* **Directions**
How many lines in the data below include the word "Debug"? Respond with the number, nothing more.
++++++++++++++++++++
//! Gate screen layout: tone fields, code readout and the two-layer keypad.

use super::logic::{GateCommand, GateSession, TonePlayback, TonePlayed};
use super::session::GatePhase;
use crate::ui::{ACCENT, TEXT, WARNING, label, themed_button};
use crate::{AppScreen, utils::cleanup};
use app::LOG_AUDIO;
use bevy::audio::{Pitch, Volume};
use bevy::prelude::*;
use std::time::Duration;

pub(super) struct GateUiPlugin;

impl Plugin for GateUiPlugin {
    fn build(&self, app: &mut App) {
        app.init_resource::<KeypadLayer>()
            .add_systems(OnEnter(AppScreen::Gate), (reset_keypad_layer, spawn_ui).chain())
            .add_systems(
                Update,
                (
                    handle_gate_buttons,
                    rebuild_keypad.run_if(resource_changed::<KeypadLayer>),
                    sound_played_tones,
                    fade_tone_glow,
                    refresh_readout,
                )
                    .chain()
                    .run_if(in_state(AppScreen::Gate)),
            )
            .add_systems(OnExit(AppScreen::Gate), cleanup::<GateUi>);
    }
}

/// C major pentatonic, one note per tone field.
const TONE_FREQUENCIES: [f32; 6] = [261.63, 293.66, 329.63, 392.0, 440.0, 523.25];
const TONE_LENGTH: Duration = Duration::from_millis(320);

const TONE_COLORS: [Color; 6] = [
    Color::srgb(0.13, 0.83, 0.93),
    Color::srgb(0.23, 0.51, 0.96),
    Color::srgb(0.55, 0.36, 0.96),
    Color::srgb(0.93, 0.28, 0.6),
    Color::srgb(0.98, 0.75, 0.14),
    Color::srgb(0.2, 0.83, 0.6),
];

const DENIED: Color = Color::srgb(0.97, 0.44, 0.44);

/// Which keypad alphabet is showing.
#[derive(Resource, Debug, Clone, Copy, PartialEq, Eq, Default)]
pub(super) enum KeypadLayer {
    #[default]
    Digits,
    Letters,
}

impl KeypadLayer {
    pub(super) fn toggle(&mut self) {
        *self = match self {
            KeypadLayer::Digits => KeypadLayer::Letters,
            KeypadLayer::Letters => KeypadLayer::Digits,
        };
    }

    fn keys(self) -> Vec<char> {
        match self {
            KeypadLayer::Digits => "123456789".chars().collect(),
            KeypadLayer::Letters => ('A'..='Z').collect(),
        }
    }

    fn columns(self) -> usize {
        match self {
            KeypadLayer::Digits => 3,
            KeypadLayer::Letters => 6,
        }
    }

    fn key_size(self) -> f32 {
        match self {
            KeypadLayer::Digits => 56.0,
            KeypadLayer::Letters => 40.0,
        }
    }
}

/// Frequency of a tone field; fields past the scale repeat it an octave up.
pub(super) fn tone_frequency(field: usize) -> f32 {
    let octave = (field / TONE_FREQUENCIES.len()) as i32;
    TONE_FREQUENCIES[field % TONE_FREQUENCIES.len()] * 2f32.powi(octave)
}

fn tone_color(field: usize) -> Color {
    TONE_COLORS[field % TONE_COLORS.len()]
}

#[derive(Component)]
pub(super) struct GateUi;

#[derive(Component)]
struct KeypadGrid;

#[derive(Component, Debug, Clone, Copy, PartialEq, Eq)]
enum GateButton {
    Key(char),
    Clear,
    EraseLast,
    Submit,
    Layer(KeypadLayer),
    Tone(usize),
}

#[derive(Component)]
struct ToneField {
    field: usize,
    glow: f32,
}

#[derive(Component, Clone, Copy, PartialEq, Eq)]
enum Readout {
    Status,
    Code,
    Attempts,
    Banner,
}

fn reset_keypad_layer(mut layer: ResMut<KeypadLayer>) {
    *layer = KeypadLayer::Digits;
}

fn spawn_ui(mut commands: Commands, session: Res<GateSession>, layer: Res<KeypadLayer>) {
    let tone_fields = session.rules().tone_fields;
    let layer = *layer;

    commands
        .spawn((
            Node {
                width: Val::Percent(100.0),
                height: Val::Percent(100.0),
                align_items: AlignItems::Center,
                justify_content: JustifyContent::Center,
                ..default()
            },
            GateUi,
            Name::new("Gate UI Root"),
        ))
        .with_children(|root| {
            root.spawn((
                Node {
                    flex_direction: FlexDirection::Column,
                    align_items: AlignItems::Center,
                    row_gap: Val::Px(14.0),
                    padding: UiRect::all(Val::Px(24.0)),
                    border: UiRect::all(Val::Px(1.0)),
                    ..default()
                },
                BackgroundColor(Color::srgba(0.0, 0.0, 0.0, 0.4)),
                BorderColor::all(ACCENT.with_alpha(0.5)),
                BorderRadius::all(Val::Px(8.0)),
            ))
            .with_children(|panel| {
                panel.spawn((label("Enter Code", 16.0, ACCENT), Readout::Status));

                panel
                    .spawn(Node {
                        column_gap: Val::Px(8.0),
                        ..default()
                    })
                    .with_children(|row| {
                        for field in 0..tone_fields {
                            row.spawn((
                                Button,
                                Node {
                                    width: Val::Px(40.0),
                                    height: Val::Px(40.0),
                                    border: UiRect::all(Val::Px(2.0)),
                                    ..default()
                                },
                                BorderColor::all(tone_color(field)),
                                BorderRadius::MAX,
                                BackgroundColor(tone_color(field).with_alpha(0.2)),
                                GateButton::Tone(field),
                                ToneField { field, glow: 0.0 },
                            ));
                        }
                    });

                panel
                    .spawn((
                        Node {
                            min_width: Val::Px(220.0),
                            padding: UiRect::axes(Val::Px(24.0), Val::Px(12.0)),
                            justify_content: JustifyContent::Center,
                            border: UiRect::all(Val::Px(1.0)),
                            ..default()
                        },
                        BackgroundColor(Color::srgba(0.0, 0.0, 0.0, 0.6)),
                        BorderColor::all(ACCENT.with_alpha(0.6)),
                    ))
                    .with_children(|display| {
                        display.spawn((label("________", 28.0, TEXT), Readout::Code));
                    });

                panel
                    .spawn(Node {
                        column_gap: Val::Px(16.0),
                        ..default()
                    })
                    .with_children(|row| {
                        for (text, target) in
                            [("1-9", KeypadLayer::Digits), ("A-Z", KeypadLayer::Letters)]
                        {
                            row.spawn((
                                themed_button(Val::Px(64.0), Val::Px(32.0)),
                                GateButton::Layer(target),
                            ))
                            .with_children(|button| {
                                button.spawn(label(text, 14.0, TEXT));
                            });
                        }
                    });

                panel
                    .spawn((keypad_node(layer), KeypadGrid))
                    .with_children(|grid| spawn_keys(grid, layer));

                panel
                    .spawn((themed_button(Val::Percent(100.0), Val::Px(44.0)), GateButton::Submit))
                    .with_children(|button| {
                        button.spawn(label("ENTER", 18.0, TEXT));
                    });

                panel.spawn((label("", 12.0, ACCENT.with_alpha(0.6)), Readout::Attempts));
                panel.spawn((label("", 22.0, ACCENT), Readout::Banner));
            });
        });
}

fn keypad_node(layer: KeypadLayer) -> Node {
    let gap = 8.0;
    let columns = layer.columns() as f32;
    Node {
        width: Val::Px(columns * layer.key_size() + (columns - 1.0) * gap),
        flex_wrap: FlexWrap::Wrap,
        column_gap: Val::Px(gap),
        row_gap: Val::Px(gap),
        ..default()
    }
}

fn spawn_keys(grid: &mut ChildSpawnerCommands, layer: KeypadLayer) {
    for ch in layer.keys() {
        spawn_key(grid, layer, ch.to_string(), GateButton::Key(ch), TEXT);
    }
    spawn_key(grid, layer, "CLR".into(), GateButton::Clear, DENIED);
    if layer == KeypadLayer::Digits {
        spawn_key(grid, layer, "0".into(), GateButton::Key('0'), TEXT);
    }
    spawn_key(grid, layer, "←".into(), GateButton::EraseLast, WARNING);
}

fn spawn_key(
    grid: &mut ChildSpawnerCommands,
    layer: KeypadLayer,
    text: String,
    action: GateButton,
    color: Color,
) {
    let size = Val::Px(layer.key_size());
    let font = match layer {
        KeypadLayer::Digits => 22.0,
        KeypadLayer::Letters => 15.0,
    };
    grid.spawn((themed_button(size, size), action))
        .with_children(|button| {
            button.spawn(label(text, font, color));
        });
}

fn handle_gate_buttons(
    buttons: Query<(&Interaction, &GateButton), Changed<Interaction>>,
    mut layer: ResMut<KeypadLayer>,
    mut gate: MessageWriter<GateCommand>,
) {
    for (interaction, button) in &buttons {
        if *interaction != Interaction::Pressed {
            continue;
        }
        let command = match *button {
            GateButton::Key(ch) => GateCommand::Key(ch),
            GateButton::Clear => GateCommand::Clear,
            GateButton::EraseLast => GateCommand::EraseLast,
            GateButton::Submit => GateCommand::Submit,
            GateButton::Tone(field) => GateCommand::ToneTap(field),
            GateButton::Layer(target) => {
                layer.set_if_neq(target);
                continue;
            }
        };
        gate.write(command);
    }
}

fn rebuild_keypad(
    mut commands: Commands,
    layer: Res<KeypadLayer>,
    mut grids: Query<(Entity, &mut Node), With<KeypadGrid>>,
) {
    let layer = *layer;
    for (grid, mut node) in &mut grids {
        *node = keypad_node(layer);
        commands
            .entity(grid)
            .despawn_related::<Children>()
            .with_children(|grid| spawn_keys(grid, layer));
    }
}

fn sound_played_tones(
    mut commands: Commands,
    mut played: MessageReader<TonePlayed>,
    mut fields: Query<&mut ToneField>,
    mut pitches: Option<ResMut<Assets<Pitch>>>,
) {
    for TonePlayed { field } in played.read() {
        for mut tone in &mut fields {
            if tone.field == *field {
                tone.glow = 1.0;
            }
        }

        let Some(pitches) = pitches.as_mut() else {
            continue;
        };
        trace!(target: LOG_AUDIO, "Tone field {field} at {:.2} Hz", tone_frequency(*field));
        commands.spawn((
            AudioPlayer(pitches.add(Pitch::new(tone_frequency(*field), TONE_LENGTH))),
            PlaybackSettings::DESPAWN.with_volume(Volume::Linear(0.4)),
            GateUi,
        ));
    }
}

fn fade_tone_glow(time: Res<Time>, mut fields: Query<(&mut ToneField, &mut BackgroundColor)>) {
    let fade = time.delta_secs() * 3.0;
    for (mut tone, mut background) in &mut fields {
        if tone.glow > 0.0 {
            tone.glow = (tone.glow - fade).max(0.0);
        }
        let alpha = 0.2 + tone.glow * 0.8;
        let target = tone_color(tone.field).with_alpha(alpha);
        if background.0 != target {
            background.0 = target;
        }
    }
}

fn status_line(session: &GateSession, playing: bool) -> String {
    match session.phase() {
        GatePhase::AwaitingTonePattern if playing => "LISTEN TO THE TONE SEQUENCE".to_string(),
        GatePhase::AwaitingTonePattern => format!(
            "REPEAT THE TONES {}/{}",
            session.tone_progress(),
            session.tone_sequence().len()
        ),
        GatePhase::ToneVerified | GatePhase::AwaitingCode => "Enter Code".to_string(),
        GatePhase::Unlocked => "CODE ACCEPTED".to_string(),
        GatePhase::Locked => "TERMINAL LOCKED".to_string(),
    }
}

/// Entered characters padded with underscores to the maximum code length.
pub(super) fn code_readout(entered: &str, max_len: usize) -> String {
    let padding = max_len.saturating_sub(entered.chars().count());
    format!("{entered}{}", "_".repeat(padding))
}

fn refresh_readout(
    session: Option<Res<GateSession>>,
    playback: Option<Res<TonePlayback>>,
    mut texts: Query<(&Readout, &mut Text, &mut TextColor)>,
) {
    let Some(session) = session else {
        return;
    };
    let playing = playback.is_some_and(|p| p.is_playing());

    for (readout, mut text, mut color) in &mut texts {
        let (value, tint) = match readout {
            Readout::Status => (status_line(&session, playing), ACCENT),
            Readout::Code => (
                code_readout(session.entered(), session.rules().max_code_length),
                TEXT,
            ),
            Readout::Attempts => (
                format!("ATTEMPTS REMAINING: {}", session.attempts_remaining()),
                ACCENT.with_alpha(0.6),
            ),
            Readout::Banner => match session.phase() {
                GatePhase::Locked => ("ACCESS DENIED".to_string(), DENIED),
                GatePhase::Unlocked => ("ACCESS GRANTED".to_string(), ACCENT),
                _ => (String::new(), ACCENT),
            },
        };
        if text.0 != value {
            text.0 = value;
        }
        if color.0 != tint {
            color.0 = tint;
        }
    }
}

#[cfg(test)]
mod tests {
    use super::*;

    #[test]
    fn tone_fields_follow_the_pentatonic_scale() {
        assert_eq!(tone_frequency(0), 261.63);
        assert_eq!(tone_frequency(5), 523.25);
        assert_eq!(tone_frequency(6), 261.63 * 2.0);
    }

    #[test]
    fn keypad_layers_cover_both_alphabets() {
        assert_eq!(KeypadLayer::Digits.keys().len(), 9);
        assert_eq!(KeypadLayer::Letters.keys().len(), 26);

        let mut layer = KeypadLayer::default();
        layer.toggle();
        assert_eq!(layer, KeypadLayer::Letters);
        layer.toggle();
        assert_eq!(layer, KeypadLayer::Digits);
    }

    #[test]
    fn code_readout_pads_to_max_length() {
        assert_eq!(code_readout("", 8), "________");
        assert_eq!(code_readout("13", 8), "13______");
        assert_eq!(code_readout("1337LEET", 8), "1337LEET");
    }
}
++++++++++++++++++++
* **Task answer**
2